WORK INSTRUCTION - Please report every line in the entries that contains the string "mkfs".
───── MATERIAL FOR THE TASK ─────
#[cfg(test)]
mod tests {
    use super::*;

    #[test]
    fn create_find_delete() {
        let disk = RamDisk::with_defaults();
        disk.create("notes.txt", RamFlags::empty()).unwrap();
        assert!(disk.exists("NOTES.TXT")); // case-insensitive
        assert_eq!(disk.count_files(), 1);
        assert_eq!(
            disk.create("notes.txt", RamFlags::empty()),
            Err(FsError::AlreadyExists)
        );

        disk.delete("notes.txt").unwrap();
        assert!(!disk.exists("notes.txt"));
        assert_eq!(disk.delete("notes.txt"), Err(FsError::NotFound));
    }

    #[test]
    fn name_validation() {
        let disk = RamDisk::with_defaults();
        assert_eq!(disk.create("", RamFlags::empty()), Err(FsError::InvalidArgument));
        let long = "x".repeat(RAMDISK_MAX_NAME + 1);
        assert_eq!(disk.create(&long, RamFlags::empty()), Err(FsError::InvalidArgument));
    }

    #[test]
    fn write_then_read_back() {
        let disk = Arc::new(RamDisk::with_defaults());
        let mut f = RamDisk::open(&disk, "data.bin", OpenMode::Write).unwrap();
        assert_eq!(f.write(b"hello ramdisk").unwrap(), 13);

        let mut f = RamDisk::open(&disk, "data.bin", OpenMode::Read).unwrap();
        let mut buf = [0u8; 64];
        assert_eq!(f.read(&mut buf).unwrap(), 13);
        assert_eq!(&buf[..13], b"hello ramdisk");
        assert!(f.eof());
    }

    #[test]
    fn write_open_creates_read_open_does_not() {
        let disk = Arc::new(RamDisk::with_defaults());
        assert_eq!(
            RamDisk::open(&disk, "nope", OpenMode::Read).err(),
            Some(FsError::NotFound)
        );
        RamDisk::open(&disk, "auto", OpenMode::Write).unwrap();
        assert!(disk.exists("auto"));
    }

    #[test]
    fn append_positions_at_end() {
        let disk = Arc::new(RamDisk::with_defaults());
        disk.write_file("log", b"one\n").unwrap();

        let mut f = RamDisk::open(&disk, "log", OpenMode::Append).unwrap();
        assert_eq!(f.tell(), 4);
        assert!(f.is_append());
        f.puts("two\n").unwrap();

        let mut buf = [0u8; 16];
        let n = disk.read_file("log", &mut buf).unwrap();
        assert_eq!(&buf[..n], b"one\ntwo\n");
    }

    #[test]
    fn line_io() {
        let disk = Arc::new(RamDisk::with_defaults());
        let mut f = RamDisk::open(&disk, "lines", OpenMode::Write).unwrap();
        f.putline("first").unwrap();
        f.puts("sec").unwrap();
        f.putc(b'o').unwrap();
        f.putline("nd").unwrap();
        f.puts("tail").unwrap();

        let mut f = RamDisk::open(&disk, "lines", OpenMode::Read).unwrap();
        assert_eq!(f.getline().unwrap(), "first");
        assert_eq!(f.getline().unwrap(), "second");
        assert_eq!(f.getline().unwrap(), "tail");
        assert!(f.getline().is_none());
    }

    #[test]
    fn seek_tell_truncate() {
        let disk = Arc::new(RamDisk::with_defaults());
        let mut f = RamDisk::open(&disk, "s", OpenMode::Write).unwrap();
        f.write(b"0123456789").unwrap();

        f.seek(4).unwrap();
        assert_eq!(f.tell(), 4);
        f.truncate().unwrap();
        assert_eq!(f.size(), 4);

        let mut r = RamDisk::open(&disk, "s", OpenMode::Read).unwrap();
        assert_eq!(r.seek(100), Err(FsError::InvalidArgument));
        r.seek_end();
        assert_eq!(r.tell(), 4);
        r.seek_rel(-2).unwrap();
        assert_eq!(r.tell(), 2);
        let mut buf = [0u8; 8];
        assert_eq!(r.read(&mut buf).unwrap(), 2);
        assert_eq!(&buf[..2], b"23");
    }

    #[test]
    fn readonly_flag_blocks_writes_and_delete() {
        let disk = Arc::new(RamDisk::with_defaults());
        disk.write_file("locked", b"keep").unwrap();
        disk.set_flags("locked", RamFlags::READONLY).unwrap();

        assert_eq!(
            RamDisk::open(&disk, "locked", OpenMode::Write).err(),
            Some(FsError::ReadOnly)
        );
        assert_eq!(disk.delete("locked"), Err(FsError::ReadOnly));

        disk.clear_flags("locked", RamFlags::READONLY).unwrap();
        disk.delete("locked").unwrap();
    }

    #[test]
    fn slot_table_exhaustion() {
        let disk = RamDisk::new(3, 64 * 1024);
        disk.create("a", RamFlags::empty()).unwrap();
        disk.create("b", RamFlags::empty()).unwrap();
        disk.create("c", RamFlags::empty()).unwrap();
        assert_eq!(disk.create("d", RamFlags::empty()), Err(FsError::NoSlots));

        disk.delete("b").unwrap();
        disk.create("d", RamFlags::empty()).unwrap();
    }

    #[test]
    fn arena_exhaustion() {
        let disk = Arc::new(RamDisk::new(8, 8192));
        let mut f = RamDisk::open(&disk, "big", OpenMode::Write).unwrap();
        assert_eq!(f.write(&[0xAA; 5000]).unwrap(), 5000); // takes a 8192-byte span

        let mut g = RamDisk::open(&disk, "more", OpenMode::Write).unwrap();
        assert_eq!(g.write(b"x"), Err(FsError::NoSpace));
    }

    #[test]
    fn grow_copies_content_and_fragments_arena() {
        let disk = Arc::new(RamDisk::new(8, 64 * 1024));
        let mut f = RamDisk::open(&disk, "grow", OpenMode::Write).unwrap();
        f.write(&[1u8; 4096]).unwrap();
        // crossing the span boundary forces a copy to a new span
        f.write(&[2u8; 100]).unwrap();

        let mut buf = vec![0u8; 4196];
        assert_eq!(disk.read_file("grow", &mut buf).unwrap(), 4196);
        assert!(buf[..4096].iter().all(|&b| b == 1));
        assert!(buf[4096..].iter().all(|&b| b == 2));

        // the first 4 KiB span is now dead weight
        assert_eq!(disk.stats().fragmented_bytes, 4096 + 8192 - 4196);
    }

    #[test]
    fn fragmentation_counts_deleted_spans() {
        let disk = RamDisk::with_defaults();
        disk.write_file("gone", &[9u8; 100]).unwrap();
        assert_eq!(disk.stats().fragmented_bytes, 4096 - 100);
        disk.delete("gone").unwrap();
        assert_eq!(disk.stats().fragmented_bytes, 4096);
    }

    #[test]
    fn copy_carries_flags() {
        let disk = Arc::new(RamDisk::with_defaults());
        disk.write_file("src.bin", &[7u8; 1000]).unwrap();
        disk.set_flags("src.bin", RamFlags::EXECUTABLE).unwrap();

        RamDisk::copy(&disk, "src.bin", "dst.bin").unwrap();
        let dst = disk.stat("dst.bin").unwrap();
        assert_eq!(dst.size, 1000);
        assert!(dst.flags.contains(RamFlags::EXECUTABLE));
        assert_eq!(
            RamDisk::copy(&disk, "src.bin", "dst.bin"),
            Err(FsError::AlreadyExists)
        );

        let mut a = vec![0u8; 1000];
        let mut b = vec![0u8; 1000];
        disk.read_file("src.bin", &mut a).unwrap();
        disk.read_file("dst.bin", &mut b).unwrap();
        assert_eq!(a, b);
    }

    #[test]
    fn rename_keeps_content() {
        let disk = RamDisk::with_defaults();
        disk.write_file("old", b"payload").unwrap();
        disk.rename("old", "new").unwrap();
        assert!(!disk.exists("old"));

        let mut buf = [0u8; 16];
        assert_eq!(disk.read_file("new", &mut buf).unwrap(), 7);
        assert_eq!(&buf[..7], b"payload");
    }

    #[test]
    fn readdir_hides_hidden_unless_asked() {
        let disk = Arc::new(RamDisk::with_defaults());
        disk.write_file("plain", b"1").unwrap();
        disk.write_file("secret", b"2").unwrap();
        disk.set_flags("secret", RamFlags::HIDDEN).unwrap();

        let visible: Vec<String> = RamDisk::readdir(&disk, false).map(|f| f.name).collect();
        assert_eq!(visible, vec![String::from("plain")]);

        let all: Vec<String> = RamDisk::readdir(&disk, true).map(|f| f.name).collect();
        assert_eq!(all.len(), 2);
    }

    #[test]
    fn extension_helpers() {
        assert_eq!(file_ext("prog.exe"), "exe");
        assert_eq!(file_ext("noext"), "");
        assert!(has_ext("prog.ELF", "elf"));

        let disk = RamDisk::with_defaults();
        disk.write_file("run.com", b"").unwrap();
        disk.write_file("doc.txt", b"").unwrap();
        assert!(disk.is_executable("run.com"));
        assert!(!disk.is_executable("doc.txt"));
    }

    #[test]
    fn tick_stamps_modification() {
        let disk = RamDisk::with_defaults();
        disk.write_file("t", b"a").unwrap();
        assert_eq!(disk.stat("t").unwrap().modified, 0);
        disk.tick();
        disk.tick();
        disk.append_file("t", b"b").unwrap();
        let stat = disk.stat("t").unwrap();
        assert_eq!(stat.created, 0);
        assert_eq!(stat.modified, 2);
    }
}
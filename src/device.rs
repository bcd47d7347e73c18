//! Block device interface
//!
//! Every storage backend (ATA, floppy, RAM) is presented as a uniform
//! sector-addressed read/write interface plus a small bundle of geometry
//! metadata. The filesystems above never see anything but LBAs.
//!
//! A short transfer is reported through the returned sector count, never by
//! panicking; the caller decides whether a partial operation is fatal.

use alloc::string::String;
use alloc::vec;
use alloc::vec::Vec;
use spin::Mutex;

use crate::{FsError, SECTOR_SIZE};

#[derive(Debug, Clone, Copy, PartialEq, Eq)]
pub enum DeviceError {
    ReadError,
    WriteError,
    NotPresent,
    Unsupported,
}

impl From<DeviceError> for FsError {
    fn from(_err: DeviceError) -> Self {
        FsError::DeviceError
    }
}

/// What kind of hardware sits behind the interface.
#[derive(Debug, Clone, Copy, PartialEq, Eq)]
pub enum DeviceKind {
    Ata,
    Floppy,
    Ram,
    Cdrom,
}

#[derive(Debug, Clone)]
pub struct DeviceInfo {
    pub kind: DeviceKind,
    /// Device name (e.g. "hda", "fd0")
    pub name: String,
    /// Model/description reported by the drive
    pub model: String,
    pub sector_size: u32,
    pub total_sectors: u32,
    /// CHS geometry; zero when the device is purely LBA-addressed.
    pub cylinders: u32,
    pub heads: u16,
    pub sectors_per_track: u16,
    pub present: bool,
    pub removable: bool,
    pub read_only: bool,
}

pub trait BlockDevice: Send + Sync {
    /// Read whole sectors starting at `lba` into `buf`.
    ///
    /// - `buf.len()` must be a multiple of [`SECTOR_SIZE`]
    /// - returns the number of sectors actually read
    fn read_sectors(&self, lba: u32, buf: &mut [u8]) -> Result<u32, DeviceError>;

    /// Write whole sectors starting at `lba` from `buf`.
    ///
    /// Synchronous: on return the data has reached at least the device's own
    /// cache; `sync` forces a deeper flush.
    fn write_sectors(&self, lba: u32, buf: &[u8]) -> Result<u32, DeviceError>;

    /// Flush any device-side cache. Backends whose writes are already
    /// synchronous (PIO) report success without doing anything.
    fn sync(&self) -> Result<(), DeviceError> {
        Ok(())
    }

    /// Eject the media; removable devices only.
    fn eject(&self) -> Result<(), DeviceError> {
        Err(DeviceError::Unsupported)
    }

    fn info(&self) -> DeviceInfo;
}

/// A RAM-backed block device with a fixed sector count.
///
/// Serves both as a mountable volume living entirely in memory and as the
/// substrate the integration tests format and inspect.
pub struct MemDisk {
    data: Mutex<Vec<u8>>,
    total_sectors: u32,
}

impl MemDisk {
    pub fn new(total_sectors: u32) -> Self {
        Self {
            data: Mutex::new(vec![0u8; total_sectors as usize * SECTOR_SIZE]),
            total_sectors,
        }
    }

    pub fn total_sectors(&self) -> u32 {
        self.total_sectors
    }
}

impl BlockDevice for MemDisk {
    fn read_sectors(&self, lba: u32, buf: &mut [u8]) -> Result<u32, DeviceError> {
        let want = (buf.len() / SECTOR_SIZE) as u32;
        if lba >= self.total_sectors {
            return Ok(0);
        }
        let count = want.min(self.total_sectors - lba);
        let start = lba as usize * SECTOR_SIZE;
        let len = count as usize * SECTOR_SIZE;
        let data = self.data.lock();
        buf[..len].copy_from_slice(&data[start..start + len]);
        Ok(count)
    }

    fn write_sectors(&self, lba: u32, buf: &[u8]) -> Result<u32, DeviceError> {
        let want = (buf.len() / SECTOR_SIZE) as u32;
        if lba >= self.total_sectors {
            return Ok(0);
        }
        let count = want.min(self.total_sectors - lba);
        let start = lba as usize * SECTOR_SIZE;
        let len = count as usize * SECTOR_SIZE;
        let mut data = self.data.lock();
        data[start..start + len].copy_from_slice(&buf[..len]);
        Ok(count)
    }

    fn info(&self) -> DeviceInfo {
        DeviceInfo {
            kind: DeviceKind::Ram,
            name: String::from("rd0"),
            model: String::from("memory-backed disk"),
            sector_size: SECTOR_SIZE as u32,
            total_sectors: self.total_sectors,
            cylinders: 0,
            heads: 0,
            sectors_per_track: 0,
            present: true,
            removable: false,
            read_only: false,
        }
    }
}
//! FAT12 formatting (mkfs)
//!
//! Lays down a boot sector, the FAT copies and the fixed root directory on
//! a raw block device. Geometry is picked from the device size: cluster
//! size starts at one sector and doubles until the data-cluster count fits
//! the FAT12 bound of 4084. Devices past 32 MiB get only their first
//! 65536 sectors formatted.
//!
//! Formatting is destructive and not atomic; if the write stream fails
//! partway the volume is undefined. Confirmation prompts belong to the
//! caller.

use alloc::sync::Arc;

use crate::device::BlockDevice;
use crate::entry::DirEntry;
use crate::{FsError, MAX_CLUSTER_FAT12, SECTOR_SIZE};

/// Largest formattable volume: 65536 sectors, 32 MiB.
pub const MAX_FORMAT_SECTORS: u32 = 65536;

/// Fallback serial number when the caller has no entropy source.
const DEFAULT_VOLUME_ID: u32 = 0x1234_5678;

#[derive(Debug, Clone, Copy)]
pub struct FormatParams {
    pub total_sectors: u32,
    pub bytes_per_sector: u16,
    pub sectors_per_cluster: u8,
    pub reserved_sectors: u16,
    pub num_fats: u8,
    pub root_entry_count: u16,
    pub sectors_per_fat: u16,
    pub sectors_per_track: u16,
    pub num_heads: u16,
    pub media_type: u8,
    pub volume_label: [u8; 11],
    pub volume_id: u32,
}

impl FormatParams {
    /// Pick parameters for a device of `total_sectors`, using the classic
    /// presets: floppy geometry up to 2880 sectors, fixed-disk geometry
    /// above that.
    pub fn auto(total_sectors: u32) -> Self {
        let total_sectors = total_sectors.min(MAX_FORMAT_SECTORS);

        let (mut sectors_per_cluster, root_entry_count, sectors_per_track, num_heads, media_type) =
            if total_sectors <= 2880 {
                (1u8, 224u16, 18u16, 2u16, 0xF0u8)
            } else if total_sectors <= 8192 {
                (1, 512, 32, 16, 0xF8)
            } else if total_sectors <= 16384 {
                (2, 512, 32, 16, 0xF8)
            } else {
                (4, 512, 63, 16, 0xF8)
            };

        let reserved_sectors = 1u16;
        let num_fats = 2u8;
        let root_sectors =
            (root_entry_count as u32 * 32 + (SECTOR_SIZE as u32 - 1)) / SECTOR_SIZE as u32;

        // Double the cluster size until the cluster count is a legal FAT12
        // count; each round recomputes the FAT size for the new geometry.
        let sectors_per_fat = loop {
            let avail = total_sectors - reserved_sectors as u32 - root_sectors;
            let est_clusters = avail / sectors_per_cluster as u32;
            // 12-bit entries: each FAT copy needs 3*n+3 half-bytes.
            let sectors_per_fat = (3 * est_clusters + 3 + 1023) / 1024;
            let data_sectors = avail - num_fats as u32 * sectors_per_fat;
            let clusters = data_sectors / sectors_per_cluster as u32;
            if clusters <= MAX_CLUSTER_FAT12 || sectors_per_cluster >= 64 {
                break sectors_per_fat as u16;
            }
            sectors_per_cluster *= 2;
        };

        let mut params = Self {
            total_sectors,
            bytes_per_sector: SECTOR_SIZE as u16,
            sectors_per_cluster,
            reserved_sectors,
            num_fats,
            root_entry_count,
            sectors_per_fat,
            sectors_per_track,
            num_heads,
            media_type,
            volume_label: [0; 11],
            volume_id: DEFAULT_VOLUME_ID,
        };
        copy_padded(&mut params.volume_label, "NO NAME");
        params
    }

    pub fn with_label(mut self, label: &str) -> Self {
        copy_padded(&mut self.volume_label, label);
        self
    }

    /// Data clusters the formatted volume will carry.
    pub fn cluster_count(&self) -> u32 {
        let root_sectors =
            (self.root_entry_count as u32 * 32 + (SECTOR_SIZE as u32 - 1)) / SECTOR_SIZE as u32;
        let data_start = self.reserved_sectors as u32
            + self.num_fats as u32 * self.sectors_per_fat as u32
            + root_sectors;
        (self.total_sectors - data_start) / self.sectors_per_cluster as u32
    }
}

/// Upper-case and space-pad into a fixed field.
fn copy_padded(dst: &mut [u8], src: &str) {
    let bytes = src.as_bytes();
    for (i, slot) in dst.iter_mut().enumerate() {
        *slot = if i < bytes.len() {
            bytes[i].to_ascii_uppercase()
        } else {
            b' '
        };
    }
}

fn write_one(device: &Arc<dyn BlockDevice>, lba: u32, sector: &[u8]) -> Result<(), FsError> {
    if device.write_sectors(lba, sector)? != 1 {
        return Err(FsError::DeviceError);
    }
    Ok(())
}

/// Format a device with the given parameters.
pub fn format(device: &Arc<dyn BlockDevice>, params: &FormatParams) -> Result<(), FsError> {
    let mut sector = [0u8; SECTOR_SIZE];

    // ---- boot sector ----------------------------------------------------

    sector[0] = 0xEB;
    sector[1] = 0x3C;
    sector[2] = 0x90;
    copy_padded(&mut sector[3..11], "RETROFS");

    sector[11..13].copy_from_slice(&params.bytes_per_sector.to_le_bytes());
    sector[13] = params.sectors_per_cluster;
    sector[14..16].copy_from_slice(&params.reserved_sectors.to_le_bytes());
    sector[16] = params.num_fats;
    sector[17..19].copy_from_slice(&params.root_entry_count.to_le_bytes());
    if params.total_sectors < 65536 {
        sector[19..21].copy_from_slice(&(params.total_sectors as u16).to_le_bytes());
        sector[32..36].copy_from_slice(&0u32.to_le_bytes());
    } else {
        sector[19..21].copy_from_slice(&0u16.to_le_bytes());
        sector[32..36].copy_from_slice(&params.total_sectors.to_le_bytes());
    }
    sector[21] = params.media_type;
    sector[22..24].copy_from_slice(&params.sectors_per_fat.to_le_bytes());
    sector[24..26].copy_from_slice(&params.sectors_per_track.to_le_bytes());
    sector[26..28].copy_from_slice(&params.num_heads.to_le_bytes());
    sector[28..32].copy_from_slice(&0u32.to_le_bytes()); // hidden sectors

    sector[36] = 0x00; // drive number
    sector[37] = 0x00;
    sector[38] = 0x29; // extended boot signature
    sector[39..43].copy_from_slice(&params.volume_id.to_le_bytes());
    sector[43..54].copy_from_slice(&params.volume_label);
    copy_padded(&mut sector[54..62], "FAT12");

    // boot code placeholder: jmp $
    sector[62] = 0xEB;
    sector[63] = 0xFE;

    sector[510] = 0x55;
    sector[511] = 0xAA;

    write_one(device, 0, &sector)?;

    // ---- FAT copies ------------------------------------------------------

    let fat_start = params.reserved_sectors as u32;
    for copy in 0..params.num_fats as u32 {
        let fat_lba = fat_start + copy * params.sectors_per_fat as u32;
        for s in 0..params.sectors_per_fat as u32 {
            sector.fill(0);
            if s == 0 {
                // FAT[0] = media | 0xF00, FAT[1] = end-of-chain
                sector[0] = params.media_type;
                sector[1] = 0xFF;
                sector[2] = 0xFF;
            }
            write_one(device, fat_lba + s, &sector)?;
        }
    }

    // ---- root directory --------------------------------------------------

    let root_start = fat_start + params.num_fats as u32 * params.sectors_per_fat as u32;
    let root_sectors =
        (params.root_entry_count as u32 * 32 + (SECTOR_SIZE as u32 - 1)) / SECTOR_SIZE as u32;

    for s in 0..root_sectors {
        sector.fill(0);
        if s == 0 {
            let label = DirEntry::volume_label(&params.volume_label);
            sector[0..32].copy_from_slice(label.as_bytes());
        }
        write_one(device, root_start + s, &sector)?;
    }

    // ---- first data cluster ----------------------------------------------

    let data_start = root_start + root_sectors;
    sector.fill(0);
    for s in 0..params.sectors_per_cluster as u32 {
        write_one(device, data_start + s, &sector)?;
    }

    log::debug!(
        "formatted {} sectors, {} clusters of {} sectors",
        params.total_sectors,
        params.cluster_count(),
        params.sectors_per_cluster
    );
    Ok(())
}

/// One-call mkfs: auto geometry for `total_sectors`, optional label.
pub fn mkfs(
    device: &Arc<dyn BlockDevice>,
    total_sectors: u32,
    label: Option<&str>,
) -> Result<(), FsError> {
    let mut params = FormatParams::auto(total_sectors);
    if let Some(label) = label {
        params = params.with_label(label);
    }
    format(device, &params)
}

#[cfg(test)]
mod tests {
    use super::*;

    #[test]
    fn floppy_params_match_the_classic_layout() {
        let params = FormatParams::auto(2880);
        assert_eq!(params.sectors_per_cluster, 1);
        assert_eq!(params.root_entry_count, 224);
        assert_eq!(params.sectors_per_fat, 9);
        assert_eq!(params.media_type, 0xF0);
        assert_eq!(params.sectors_per_track, 18);
        assert_eq!(params.num_heads, 2);
        assert_eq!(params.cluster_count(), 2847);
    }

    #[test]
    fn cluster_count_stays_within_fat12_bound() {
        for sectors in [720, 2880, 8192, 16384, 32768, 65536, 1_000_000] {
            let params = FormatParams::auto(sectors);
            assert!(
                params.cluster_count() <= MAX_CLUSTER_FAT12,
                "{} sectors -> {} clusters",
                sectors,
                params.cluster_count()
            );
        }
    }

    #[test]
    fn oversized_devices_are_capped() {
        let params = FormatParams::auto(1_000_000);
        assert_eq!(params.total_sectors, MAX_FORMAT_SECTORS);
    }

    #[test]
    fn label_is_uppercased_and_padded() {
        let params = FormatParams::auto(2880).with_label("hello");
        assert_eq!(&params.volume_label, b"HELLO      ");
    }
}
─────
WRITTEN ANSWER -
//! FAT12 formatting (mkfs)
/// One-call mkfs: auto geometry for `total_sectors`, optional label.
pub fn mkfs(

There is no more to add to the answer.